The judgment is reversed, with costs. Cause remanded for further proceedings. Costs here.

UNAUTHORIZED APPEARANCE OF ATTORNEY: See American Ins. Co. v. Oakley, 38 Am. Dec. 560, note 566; Keith v. Wilson, 35 Id. 443, note 448, where the other cases in this series are collected. The principal case is cited in Wiley v. Pratt, 23 Ind. 633, to the point that where a judgment is rendered against a defendant who was absent from the state at the time, without service of process, and on the unauthorized appearance of an attorney, the defendant will be relieved from the judgment.

JUDGMENT WITHOUT NOTICE, CONSTITUTIONALITY OF ACTS AUTHORIZING: See Flint River Steamboat Co. v. Foster, 48 Am. Dec. 248, note 269, where this subject is discussed at length.

JUDGMENT WHERE RECORD DISCLOSES WAnt of Notice TO DEFENDANT: See Wood v. Atkinson, 44 Am. Dec. 562, note 574, where other cases are collected.

JUDGMENT OF SISTER STATE MAY BE IMPEACHED For Want of JURISDIOTION: See Davis v. Smith, 48 Am. Dec. 279, note 297, where other cases are collected.

DOE EX DEM. MACE v. DUTTON.

[2 INDIANA, 309.]

SUCH LEVY UPON PROPERTY AS DOES NOT AMOUNT TO SATISFACTION is no bar to a further execution on the judgment.

LEVY ON PROPERTY NOT SHOWN TO BELONG TO Execution Defendant is not a satisfaction of the judgment.

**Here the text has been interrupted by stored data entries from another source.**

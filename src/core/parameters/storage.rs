//! Parameter Storage Types
//!
//! Provides the parameter value types and the `ParameterStore` that GPS
//! configuration is read from. Flash persistence lives with the board code.

use super::error::ParameterError;
use bitflags::bitflags;
use heapless::index_map::FnvIndexMap;
use heapless::String;

/// Maximum parameter name length
pub const PARAM_NAME_LEN: usize = 16;

/// Maximum number of parameters
pub const MAX_PARAMS: usize = 32;

bitflags! {
    /// Parameter flags
    #[derive(Debug, Clone, Copy, PartialEq, Eq)]
    pub struct ParamFlags: u8 {
        /// Parameter is hidden from parameter listings
        const HIDDEN = 0b00000001;
        /// Parameter is read-only (cannot be modified from a GCS)
        const READ_ONLY = 0b00000010;
    }
}

/// Parameter value types
#[derive(Debug, Clone, Copy, PartialEq)]
pub enum ParamValue {
    /// Boolean parameter
    Bool(bool),
    /// 32-bit signed integer
    Int(i32),
    /// 32-bit floating point
    Float(f32),
}

impl ParamValue {
    /// Integer view of the value, truncating floats
    pub fn as_i32(&self) -> i32 {
        match self {
            ParamValue::Bool(b) => *b as i32,
            ParamValue::Int(v) => *v,
            ParamValue::Float(v) => *v as i32,
        }
    }
}

/// Parameter metadata
#[derive(Debug, Clone)]
pub struct ParamMetadata {
    /// Parameter flags
    pub flags: ParamFlags,
}

/// Parameter store for configuration management
///
/// Stores parameters as key-value pairs with metadata (flags).
pub struct ParameterStore {
    parameters: FnvIndexMap<String<PARAM_NAME_LEN>, ParamValue, MAX_PARAMS>,
    metadata: FnvIndexMap<String<PARAM_NAME_LEN>, ParamMetadata, MAX_PARAMS>,
    /// Dirty flag (needs Flash write)
    dirty: bool,
}

fn param_key(name: &str) -> Result<String<PARAM_NAME_LEN>, ParameterError> {
    let mut key = String::<PARAM_NAME_LEN>::new();
    key.push_str(name)
        .map_err(|_| ParameterError::InvalidConfig)?;
    Ok(key)
}

impl ParameterStore {
    /// Create a new empty parameter store
    pub fn new() -> Self {
        Self {
            parameters: FnvIndexMap::new(),
            metadata: FnvIndexMap::new(),
            dirty: false,
        }
    }

    /// Get parameter value
    pub fn get(&self, name: &str) -> Option<&ParamValue> {
        let key = param_key(name).ok()?;
        self.parameters.get(&key)
    }

    /// Set parameter value
    ///
    /// Marks the store as dirty (needs Flash write).
    pub fn set(&mut self, name: &str, value: ParamValue) -> Result<(), ParameterError> {
        let key = param_key(name)?;

        if !self.parameters.contains_key(&key) {
            return Err(ParameterError::InvalidConfig);
        }

        if let Some(meta) = self.metadata.get(&key) {
            if meta.flags.contains(ParamFlags::READ_ONLY) {
                return Err(ParameterError::ReadOnly);
            }
        }

        self.parameters.insert(key, value).ok();
        self.dirty = true;
        Ok(())
    }

    /// Register a new parameter with default value and flags
    ///
    /// If the parameter already exists, this is a no-op (idempotent).
    pub fn register(
        &mut self,
        name: &str,
        default_value: ParamValue,
        flags: ParamFlags,
    ) -> Result<(), ParameterError> {
        let key = param_key(name)?;

        if self.parameters.contains_key(&key) {
            return Ok(());
        }

        self.parameters
            .insert(key.clone(), default_value)
            .map_err(|_| ParameterError::StoreFull)?;
        self.metadata
            .insert(key, ParamMetadata { flags })
            .map_err(|_| ParameterError::StoreFull)?;
        self.dirty = true;
        Ok(())
    }

    /// Check if parameter is hidden
    pub fn is_hidden(&self, name: &str) -> bool {
        param_key(name)
            .ok()
            .and_then(|key| self.metadata.get(&key))
            .map(|meta| meta.flags.contains(ParamFlags::HIDDEN))
            .unwrap_or(false)
    }

    /// Get parameter count (excluding hidden parameters)
    pub fn count(&self) -> usize {
        self.parameters
            .keys()
            .filter(|name| !self.is_hidden(name.as_str()))
            .count()
    }

    /// Check if store has unsaved changes
    pub fn is_dirty(&self) -> bool {
        self.dirty
    }

    /// Clear dirty flag (called after successful flash save)
    pub fn clear_dirty(&mut self) {
        self.dirty = false;
    }
}

impl Default for ParameterStore {
    fn default() -> Self {
        Self::new()
    }
}

#[cfg(test)]
mod tests {
    use super::*;

    #[test]
    fn test_parameter_store_register_and_get() {
        let mut store = ParameterStore::new();
        store
            .register("GPS_TYPE", ParamValue::Int(1), ParamFlags::empty())
            .unwrap();
        assert_eq!(store.get("GPS_TYPE"), Some(&ParamValue::Int(1)));
        assert_eq!(store.get("GPS_TYPE2"), None);
    }

    #[test]
    fn test_parameter_store_set_marks_dirty() {
        let mut store = ParameterStore::new();
        store
            .register("GPS_TYPE", ParamValue::Int(1), ParamFlags::empty())
            .unwrap();
        store.clear_dirty();

        store.set("GPS_TYPE", ParamValue::Int(5)).unwrap();
        assert_eq!(store.get("GPS_TYPE"), Some(&ParamValue::Int(5)));
        assert!(store.is_dirty());
    }

    #[test]
    fn test_parameter_store_set_unknown() {
        let mut store = ParameterStore::new();
        assert_eq!(
            store.set("UNKNOWN", ParamValue::Int(1)),
            Err(ParameterError::InvalidConfig)
        );
    }

    #[test]
    fn test_parameter_store_name_too_long() {
        let mut store = ParameterStore::new();
        let result = store.register(
            "THIS_NAME_IS_FAR_TOO_LONG",
            ParamValue::Int(0),
            ParamFlags::empty(),
        );
        assert_eq!(result, Err(ParameterError::InvalidConfig));
    }

    #[test]
    fn test_parameter_store_register_idempotent() {
        let mut store = ParameterStore::new();
        store
            .register("GPS_TYPE", ParamValue::Int(1), ParamFlags::empty())
            .unwrap();
        store.set("GPS_TYPE", ParamValue::Int(2)).unwrap();
        store
            .register("GPS_TYPE", ParamValue::Int(1), ParamFlags::empty())
            .unwrap();
        assert_eq!(store.get("GPS_TYPE"), Some(&ParamValue::Int(2)));
    }

    #[test]
    fn test_parameter_read_only_and_hidden() {
        let mut store = ParameterStore::new();
        store
            .register("RO", ParamValue::Int(42), ParamFlags::READ_ONLY)
            .unwrap();
        store
            .register("SECRET", ParamValue::Bool(true), ParamFlags::HIDDEN)
            .unwrap();

        assert_eq!(
            store.set("RO", ParamValue::Int(100)),
            Err(ParameterError::ReadOnly)
        );
        assert!(store.is_hidden("SECRET"));
        assert_eq!(store.count(), 1);
    }

    #[test]
    fn test_param_value_as_i32() {
        assert_eq!(ParamValue::Int(6).as_i32(), 6);
        assert_eq!(ParamValue::Float(4.9).as_i32(), 4);
        assert_eq!(ParamValue::Bool(true).as_i32(), 1);
    }
}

ISSUE OF SUBSEQUENT EXECUTION BEFORE RETURN TO FORMER ONE is made, or other proceedings to vacate the levy are had, is at most an error which renders the execution voidable, but not void.

SALE UNDER AN EXECUTION WHICH IS VOIDABLE only, but not void, is valid even when made to a purchaser with notice of the fact, where there is no fraud.

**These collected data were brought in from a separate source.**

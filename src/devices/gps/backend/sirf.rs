//! SiRF binary protocol
//!
//! Frame layout: `A0 A2 len_hi len_lo payload[len] ck_hi ck_lo B0 B3`. The
//! checksum is the 15-bit sum of the payload bytes, sent big-endian. The
//! trailer is not checked.
//!
//! Only message 41 (Geodetic Navigation Data) is decoded. All its fields are
//! big-endian; offsets below include the message id byte at 0.

use super::{be_i32, be_u16, be_u32, drain_port, Detector, GpsBackend};
use crate::devices::gps::state::{GpsState, GpsStatus};
use crate::platform::traits::UartInterface;

const PREAMBLE1: u8 = 0xA0;
const PREAMBLE2: u8 = 0xA2;

const CHECKSUM_MASK: u16 = 0x7FFF;

/// Longest frame the driver will follow; longer lengths are treated as noise
const MAX_PAYLOAD: u16 = 1023;

const MSG_GEONAV: u8 = 41;
const GEONAV_LEN: usize = 91;

const FIX_MASK: u16 = 0x07;
const FIX_3D: u16 = 0x06;

const OFS_FIX_INVALID: usize = 1;
const OFS_FIX_TYPE: usize = 3;
const OFS_WEEK: usize = 5;
const OFS_TIME: usize = 7;
const OFS_LATITUDE: usize = 23;
const OFS_LONGITUDE: usize = 27;
const OFS_ALTITUDE_MSL: usize = 35;
const OFS_GROUND_SPEED: usize = 40;
const OFS_GROUND_COURSE: usize = 42;
const OFS_SATELLITES: usize = 88;
const OFS_HDOP: usize = 89;

/// Scratch state for recognising a SiRF frame
///
/// Only frames with a zero high length byte are considered.
#[derive(Debug, Clone, Copy, Default)]
pub struct SirfDetect {
    step: u8,
    checksum: u16,
    payload_length: u16,
    payload_counter: u16,
}

impl SirfDetect {
    fn restart(&mut self, data: u8) -> bool {
        *self = Self::default();
        self.feed(data)
    }
}

impl Detector for SirfDetect {
    fn feed(&mut self, data: u8) -> bool {
        match self.step {
            0 => {
                if data == PREAMBLE1 {
                    self.step = 1;
                }
            }
            1 => {
                if data != PREAMBLE2 {
                    return self.restart(data);
                }
                self.step = 2;
            }
            2 => {
                if data != 0 {
                    return self.restart(data);
                }
                self.step = 3;
            }
            3 => {
                self.payload_length = data as u16;
                self.payload_counter = 0;
                self.checksum = 0;
                self.step = if data == 0 { 5 } else { 4 };
            }
            4 => {
                self.checksum = self.checksum.wrapping_add(data as u16) & CHECKSUM_MASK;
                self.payload_counter += 1;
                if self.payload_counter == self.payload_length {
                    self.step = 5;
                }
            }
            5 => {
                if data != (self.checksum >> 8) as u8 {
                    return self.restart(data);
                }
                self.step = 6;
            }
            _ => {
                let valid = data == (self.checksum & 0xFF) as u8;
                *self = Self::default();
                return valid || self.feed(data);
            }
        }
        false
    }
}

/// SiRF binary driver
#[derive(Debug)]
pub struct SirfDriver {
    step: u8,
    checksum: u16,
    payload_length: u16,
    payload_counter: u16,
    payload: [u8; GEONAV_LEN],
}

impl Default for SirfDriver {
    fn default() -> Self {
        Self {
            step: 0,
            checksum: 0,
            payload_length: 0,
            payload_counter: 0,
            payload: [0; GEONAV_LEN],
        }
    }
}

impl SirfDriver {
    pub fn new() -> Self {
        Self::default()
    }

    fn parse(&mut self, data: u8, state: &mut GpsState, now_ms: u64) -> bool {
        match self.step {
            0 => {
                if data == PREAMBLE1 {
                    self.step = 1;
                }
            }
            1 => {
                if data == PREAMBLE2 {
                    self.step = 2;
                } else {
                    self.step = 0;
                    return self.parse(data, state, now_ms);
                }
            }
            2 => {
                self.payload_length = (data as u16) << 8;
                self.step = 3;
            }
            3 => {
                self.payload_length |= data as u16;
                if self.payload_length == 0 || self.payload_length > MAX_PAYLOAD {
                    self.step = 0;
                    return false;
                }
                self.payload_counter = 0;
                self.checksum = 0;
                self.step = 4;
            }
            4 => {
                self.checksum = self.checksum.wrapping_add(data as u16) & CHECKSUM_MASK;
                let index = self.payload_counter as usize;
                if index < GEONAV_LEN {
                    self.payload[index] = data;
                }
                self.payload_counter += 1;
                if self.payload_counter == self.payload_length {
                    self.step = 5;
                }
            }
            5 => {
                self.step = if data == (self.checksum >> 8) as u8 { 6 } else { 0 };
            }
            _ => {
                self.step = 0;
                if data != (self.checksum & 0xFF) as u8 {
                    crate::log_debug!("GPS: SiRF bad checksum");
                    return false;
                }
                if self.payload[0] == MSG_GEONAV && self.payload_length as usize == GEONAV_LEN {
                    Self::apply_geonav(&self.payload, state, now_ms);
                    return true;
                }
            }
        }
        false
    }

    fn apply_geonav(p: &[u8; GEONAV_LEN], state: &mut GpsState, now_ms: u64) {
        state.status = if be_u16(p, OFS_FIX_INVALID) != 0 {
            GpsStatus::NoFix
        } else if be_u16(p, OFS_FIX_TYPE) & FIX_MASK == FIX_3D {
            GpsStatus::Fix3D
        } else {
            GpsStatus::Fix2D
        };

        state.time_week = be_u16(p, OFS_WEEK);
        state.time_week_ms = be_u32(p, OFS_TIME);
        state.location.lat = be_i32(p, OFS_LATITUDE);
        state.location.lng = be_i32(p, OFS_LONGITUDE);
        state.location.alt = be_i32(p, OFS_ALTITUDE_MSL);
        state.ground_speed = be_u16(p, OFS_GROUND_SPEED) as i16 as f32 * 0.01;
        state.ground_course_cd = (be_u16(p, OFS_GROUND_COURSE) as i16 as i32).rem_euclid(36_000);
        state.num_sats = p[OFS_SATELLITES];
        // reported in units of 0.2
        state.hdop = p[OFS_HDOP] as u16 * 20;

        state.velocity_from_ground_course();
        state.last_gps_time_ms = now_ms;
    }
}

impl GpsBackend for SirfDriver {
    fn read<U: UartInterface>(&mut self, port: &mut U, state: &mut GpsState, now_ms: u64) -> bool {
        let mut parsed = false;
        drain_port(port, |byte| parsed |= self.parse(byte, state, now_ms));
        parsed
    }
}

#[cfg(test)]
pub(crate) mod tests {
    use super::*;
    use crate::platform::mock::MockUart;
    use crate::platform::traits::UartConfig;

    pub(crate) fn frame(payload: &[u8]) -> Vec<u8> {
        let len = (payload.len() as u16).to_be_bytes();
        let mut out = vec![PREAMBLE1, PREAMBLE2, len[0], len[1]];
        out.extend_from_slice(payload);
        let sum = payload.iter().fold(0u16, |acc, &b| acc.wrapping_add(b as u16)) & CHECKSUM_MASK;
        out.extend_from_slice(&sum.to_be_bytes());
        out.extend_from_slice(&[0xB0, 0xB3]);
        out
    }

    pub(crate) fn geonav(fix_invalid: u16, fix_type: u16) -> [u8; GEONAV_LEN] {
        let mut p = [0u8; GEONAV_LEN];
        p[0] = MSG_GEONAV;
        p[OFS_FIX_INVALID..OFS_FIX_INVALID + 2].copy_from_slice(&fix_invalid.to_be_bytes());
        p[OFS_FIX_TYPE..OFS_FIX_TYPE + 2].copy_from_slice(&fix_type.to_be_bytes());
        p[OFS_WEEK..OFS_WEEK + 2].copy_from_slice(&1500u16.to_be_bytes());
        p[OFS_TIME..OFS_TIME + 4].copy_from_slice(&345_600_000u32.to_be_bytes());
        p[OFS_LATITUDE..OFS_LATITUDE + 4].copy_from_slice(&(-337_000_000i32).to_be_bytes());
        p[OFS_LONGITUDE..OFS_LONGITUDE + 4].copy_from_slice(&1_512_000_000i32.to_be_bytes());
        p[OFS_ALTITUDE_MSL..OFS_ALTITUDE_MSL + 4].copy_from_slice(&2_500i32.to_be_bytes());
        p[OFS_GROUND_SPEED..OFS_GROUND_SPEED + 2].copy_from_slice(&300u16.to_be_bytes());
        p[OFS_GROUND_COURSE..OFS_GROUND_COURSE + 2].copy_from_slice(&27_000u16.to_be_bytes());
        p[OFS_SATELLITES] = 8;
        p[OFS_HDOP] = 6;
        p
    }

    #[test]
    fn test_detect_short_message() {
        let bytes = frame(&[0x02, 0x10, 0x20]);
        let mut detect = SirfDetect::default();
        let hits = bytes.iter().filter(|&&b| detect.feed(b)).count();
        assert_eq!(hits, 1);
    }

    #[test]
    fn test_detect_fires_on_checksum_low_byte() {
        let bytes = frame(&geonav(0, 6));
        let mut detect = SirfDetect::default();
        // trailer bytes B0 B3 follow the checksum
        let ck_lo = bytes.len() - 3;

        assert!(bytes[..ck_lo].iter().all(|&b| !detect.feed(b)));
        assert!(detect.feed(bytes[ck_lo]));
    }

    #[test]
    fn test_detect_ignores_long_messages() {
        let bytes = frame(&[0x55u8; 300]);
        let mut detect = SirfDetect::default();
        assert!(bytes.iter().all(|&b| !detect.feed(b)));
    }

    #[test]
    fn test_driver_geonav() {
        let mut uart = MockUart::new(UartConfig::gps());
        let mut driver = SirfDriver::new();
        let mut state = GpsState::new(0);

        uart.inject_rx_data(&frame(&geonav(0, 0x0E)));
        assert!(driver.read(&mut uart, &mut state, 5));

        assert_eq!(state.status, GpsStatus::Fix3D);
        assert_eq!(state.time_week, 1500);
        assert_eq!(state.time_week_ms, 345_600_000);
        assert_eq!(state.location.lat, -337_000_000);
        assert_eq!(state.location.lng, 1_512_000_000);
        assert_eq!(state.location.alt, 2_500);
        assert_eq!(state.num_sats, 8);
        assert_eq!(state.hdop, 120);
        assert_eq!(state.ground_course_cd, 27_000);
        assert!((state.velocity.y + 3.0).abs() < 1e-3);
    }

    #[test]
    fn test_driver_fix_status() {
        let mut uart = MockUart::new(UartConfig::gps());
        let mut driver = SirfDriver::new();
        let mut state = GpsState::new(0);

        uart.inject_rx_data(&frame(&geonav(0, 0x04)));
        assert!(driver.read(&mut uart, &mut state, 0));
        assert_eq!(state.status, GpsStatus::Fix2D);

        uart.inject_rx_data(&frame(&geonav(1, 0x06)));
        assert!(driver.read(&mut uart, &mut state, 0));
        assert_eq!(state.status, GpsStatus::NoFix);
    }

    #[test]
    fn test_driver_skips_other_messages() {
        let mut uart = MockUart::new(UartConfig::gps());
        let mut driver = SirfDriver::new();
        let mut state = GpsState::new(0);

        uart.inject_rx_data(&frame(&[0x02, 0x00, 0x01]));
        assert!(!driver.read(&mut uart, &mut state, 0));
        assert_eq!(state.status, GpsStatus::NoGps);
    }
}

EXECUTION MERELY VOIDABLE may be Set ASIDE ON MOTION by the defend. ant, but until set aside all acts done under it are valid, as well in relation to the execution plaintiff as to strangers. And if the execution debtor does not procure the process to be set aside, he will be presumed to have waived the errors.

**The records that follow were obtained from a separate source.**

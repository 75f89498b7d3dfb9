//! Time abstraction for the GPS scheduler.
//!
//! Every timeout in the GPS subsystem (baud cycling, NMEA settling, link
//! staleness) is measured in milliseconds read from a `TimeSource`, so host
//! tests can drive the state machines with `MockTime`.

use core::cell::Cell;

/// Platform-agnostic millisecond clock.
///
/// - `EmbassyTime` (feature `embassy`) for embedded targets
/// - `MockTime` for host testing with controllable time
///
/// # Example
///
/// ```
/// use trail_gps::core::traits::{MockTime, TimeSource};
///
/// fn stale<T: TimeSource>(time: &T, last_message_ms: u64) -> bool {
///     time.elapsed_ms_since(last_message_ms) > 1200
/// }
///
/// let time = MockTime::new();
/// time.advance_ms(1201);
/// assert!(stale(&time, 0));
/// ```
pub trait TimeSource: Clone + Send + Sync {
    /// Returns current time in milliseconds since system start.
    fn now_ms(&self) -> u64;

    /// Returns current time in microseconds since system start.
    fn now_us(&self) -> u64;

    /// Returns elapsed time in microseconds since a reference point.
    ///
    /// Uses saturating subtraction to handle potential overflow.
    fn elapsed_since(&self, reference_us: u64) -> u64 {
        self.now_us().saturating_sub(reference_us)
    }

    /// Returns elapsed milliseconds since a reference point (saturating).
    fn elapsed_ms_since(&self, reference_ms: u64) -> u64 {
        self.now_ms().saturating_sub(reference_ms)
    }
}

impl<T: TimeSource> TimeSource for &T {
    fn now_ms(&self) -> u64 {
        (**self).now_ms()
    }

    fn now_us(&self) -> u64 {
        (**self).now_us()
    }
}

// ============================================================================
// Embassy Implementation
// ============================================================================

/// Embassy-based time source using the Embassy time driver.
#[cfg(feature = "embassy")]
#[derive(Clone, Copy, Default)]
pub struct EmbassyTime;

#[cfg(feature = "embassy")]
impl TimeSource for EmbassyTime {
    fn now_ms(&self) -> u64 {
        embassy_time::Instant::now().as_millis()
    }

    fn now_us(&self) -> u64 {
        embassy_time::Instant::now().as_micros()
    }
}

// ============================================================================
// Mock Implementation (always available for testing)
// ============================================================================

/// Mock time source for testing with controllable time advancement.
///
/// Hand the GPS manager `&MockTime` so the test keeps control of the clock.
#[derive(Clone, Default)]
pub struct MockTime {
    current_us: Cell<u64>,
}

// Safety: MockTime is only used in single-threaded test contexts
// where Cell is safe. The Send+Sync bounds on TimeSource trait
// are required for embedded contexts, but MockTime is not used there.
unsafe impl Send for MockTime {}
unsafe impl Sync for MockTime {}

impl MockTime {
    /// Creates a new `MockTime` starting at time 0.
    pub fn new() -> Self {
        Self {
            current_us: Cell::new(0),
        }
    }

    /// Creates a new `MockTime` starting at the given millisecond.
    pub fn with_initial_ms(ms: u64) -> Self {
        Self {
            current_us: Cell::new(ms * 1000),
        }
    }

    /// Sets the current time to an absolute millisecond value.
    pub fn set_ms(&self, ms: u64) {
        self.current_us.set(ms * 1000);
    }

    /// Advances the current time by the given number of microseconds.
    pub fn advance(&self, us: u64) {
        self.current_us.set(self.current_us.get() + us);
    }

    /// Advances the current time by the given number of milliseconds.
    pub fn advance_ms(&self, ms: u64) {
        self.advance(ms * 1000);
    }
}

impl TimeSource for MockTime {
    fn now_ms(&self) -> u64 {
        self.current_us.get() / 1000
    }

    fn now_us(&self) -> u64 {
        self.current_us.get()
    }
}
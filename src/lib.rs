#![cfg_attr(not(test), no_std)]

//! trail_gps - GPS receiver management for the pico_trail autopilot
//!
//! Finds out which wire protocol each attached GPS receiver speaks by sniffing
//! its serial stream (cycling baud rates and priming receivers with an
//! initialisation blob), then polls the matching driver for as long as the
//! link stays healthy.

// Mock platform outside of unit tests needs std for its buffers
#[cfg(all(not(test), feature = "mock"))]
extern crate std;

// Platform abstraction layer (UART transport)
pub mod platform;

// Core systems: logging, time, parameters, notify flags
pub mod core;

// Device drivers using platform abstraction
pub mod devices;

// Note: Logging macros (log_info!, log_warn!, log_error!, log_debug!)
// are exported at crate root via #[macro_export] in core::logging
//! Core functionality
//!
//! Logging, time abstraction, parameters and the notify flags shared with
//! the rest of the autopilot.

pub mod logging;
pub mod notify;
pub mod parameters;
pub mod traits;
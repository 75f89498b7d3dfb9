//! Parameter error types
//!
//! Provides error types for parameter store operations.

/// Errors from parameter store operations
#[derive(Debug, Clone, Copy, PartialEq, Eq)]
#[cfg_attr(feature = "defmt", derive(defmt::Format))]
pub enum ParameterError {
    /// Invalid configuration (e.g., name too long, unknown parameter)
    InvalidConfig,
    /// Store is full
    StoreFull,
    /// Read-only parameter cannot be modified
    ReadOnly,
}

impl core::fmt::Display for ParameterError {
    fn fmt(&self, f: &mut core::fmt::Formatter<'_>) -> core::fmt::Result {
        match self {
            ParameterError::InvalidConfig => write!(f, "invalid parameter configuration"),
            ParameterError::StoreFull => write!(f, "parameter store full"),
            ParameterError::ReadOnly => write!(f, "parameter is read-only"),
        }
    }
}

APPEAL from the Tippecanoe court of common pleas. The opinion states the case.

D. Mace and R. Jones, for the appellants.

R. C. Gregory, G. S. Orth, and E. H. Brackett, for the appellee. By Court, PERKINS, J. Ejectment. Judgment below for the defendant. The plaintiff claimed title to the lands in question in his lessor, Daniel Mace, by virtue of a judgment, sheriff's sale, and deed. Said Mace was the attorney of Browning & Co., the plaintiffs in the judgment. Burditt and Calvert were the defendants in said judgment. Dutton, the grantee of Calvert, one of those defendants, was the defendant in this ejectment, and he resisted the plaintiff's claim of title, on the ground that said sheriff's sale and deed were void; and to establish that proposition, he relied upon two assumptions claimed by him to be true, one being of fact, the other of law: of fact, that before the issuing of the execution by virtue of which the lands in question were sold, the judgment on which it issued had been satisfied by the levy of a previous execution, issued upon the same judgment, on lands of the judgment debtors, other than those now in question, sufficient to satisfy the debt, and that that levy was undisposed of, as appeared by the return upon said execution; of law, that an execution upon a satisfied judgment is void. The record does not, we think, sustain the assumption of fact. It is true that a previous execution had been issued and levied on lands, other than those now in controversy, as the lands of the execution defendants, and returned no sale for want of bidders, and that that levy had not been disposed of; but it is not true that those other lands so levied on were, so far as appears by the record, the lands of the execution defendants. They were not in the possession of those men when levied on, nor does it appear that they were ever in their possession. No evidence of title in said defendants was produced, but, on the contrary, it was shown that said lands were, at a former period, conveyed by the United States to one Kisor, and there was no proof that he had ever parted with them, though the proper records of the county had been searched with the view of ascertaining the fact. In short, upon the whole evidence, without detailing it here, we may say that it is very certain the lands covered by the former levy do not appear to have been the lands of the execution defendants; nor is it shown that they were sufficient to pay the judgment, though, perhaps, had they been shown to have been the lands of the judgment debtors, their

sufficiency would have been presumed in the absence of evidence to the contrary.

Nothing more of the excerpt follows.